As you may know, in Vietnamese the names of the days of the week are
Thứ hai
Thứ ba
Thứ tư
Thứ năm
Thứ sáu
Thứ bảy
Chủ nhật
If we translate them litterally into English, we’d have “second [day]”, “third”, “fourth” and so on, and lastly “day of the Lord” (the old name for Sunday in Vietnamese is Chúa-nhật, which in fact means “day of the Lord”).
Why are they so different from, say, the French language days of the week, despite 100 years of French colonization? A conjecture from the writer is… the Portuguese.

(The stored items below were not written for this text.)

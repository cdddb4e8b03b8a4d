//! The API endpoint URIs.

/// The route for listing expense categories.
pub const CATEGORIES_API: &str = "/api/categories";
/// The route for listing and creating expenses.
pub const EXPENSES_API: &str = "/api/expenses";
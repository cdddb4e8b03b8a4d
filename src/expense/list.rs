//! Endpoint for listing expenses.

use axum::{
    Json,
    extract::State,
    response::{IntoResponse, Response},
};

use crate::{
    Error,
    expense::{ExpenseState, get_expenses_with_category},
};

/// Respond with all expenses that have a known category, newest first.
///
/// Failures are reported as a 500 with the error message as plain text.
pub async fn get_expenses_endpoint(State(state): State<ExpenseState>) -> Response {
    let connection = match state.db_connection.lock() {
        Ok(connection) => connection,
        Err(error) => {
            tracing::error!("could not acquire database lock: {error}");
            return Error::DatabaseLockError.into_response();
        }
    };

    match get_expenses_with_category(&connection) {
        Ok(expenses) => Json(expenses).into_response(),
        Err(error) => error.into_response(),
    }
}
//! Expenses: storing them, listing them with their category, and the HTTP endpoints for both.

mod create;
mod db;
mod domain;
mod list;
mod payload;
mod state;

pub use create::create_expense_endpoint;
pub use db::{create_expense, create_expense_table, get_expenses_with_category};
pub use domain::{ExpenseId, ExpenseView, NewExpense};
pub use list::get_expenses_endpoint;
pub use payload::{PayloadError, parse_new_expense};
pub use state::ExpenseState;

As a matter of historical fact, the Portuguese Catholic missionaries were some of the earliest linguists ever that set foot on Vietnan, around 16th or 17th century. Back then, the Vietnamese people wrote in Chinese or Nôm characters, the latter itself being an invention derived from the former. In order to facilitate the teaching of Gods, those missonaries learned the native language and began to transcribe it using their own writing system. Guess what, that was the birth of Quốc ngữ – Vietnamese language with a writing system based on Roman alphabet
The Portuguese missionary also applied how they called the days of a week. In their own language it goes like
domingo (Sunday, and etymologically means “day of the Lord”, back then considered the first day of the week),
segunda-feira (Monday),
terça-feira (Tuesday),
quarta-feira (Wednesday),
quinta-feira (Thursday),
sexta-feira (Friday),
sábado (Saturday)
The days with –feira then dropped the word in colloquial language, and became segunda, terça, quarta, quinta, sexta, meaning respectively “second”, “third”, “fourth”, “fifth”, “sixth”, and came into new-born Quốc ngữ as thứ hai, thứ ba, thứ tư, thứ năm, thứ sáu. There was no cost at all in inventing thứ bảy to replace the exotic sábado, and translating domingo into Chúa-nhật, which later became Chủ nhật. Note that before the French colonization, which began in the later half of 19th century, in Vietnam there was no similar naming system, except in some Christian parishes; people were calling days by the zodiacs. Later the colonizing authority may have adopted the Portuguese-based system to facilitate governance.
Note that thứ hai, thứ ba, thứ tư, thứ năm, thứ sáu, thứ bảy are also words for ordinal numbers. If we add ngày (“day”) into the names, ngày thứ hai means either Monday or the second day of a period.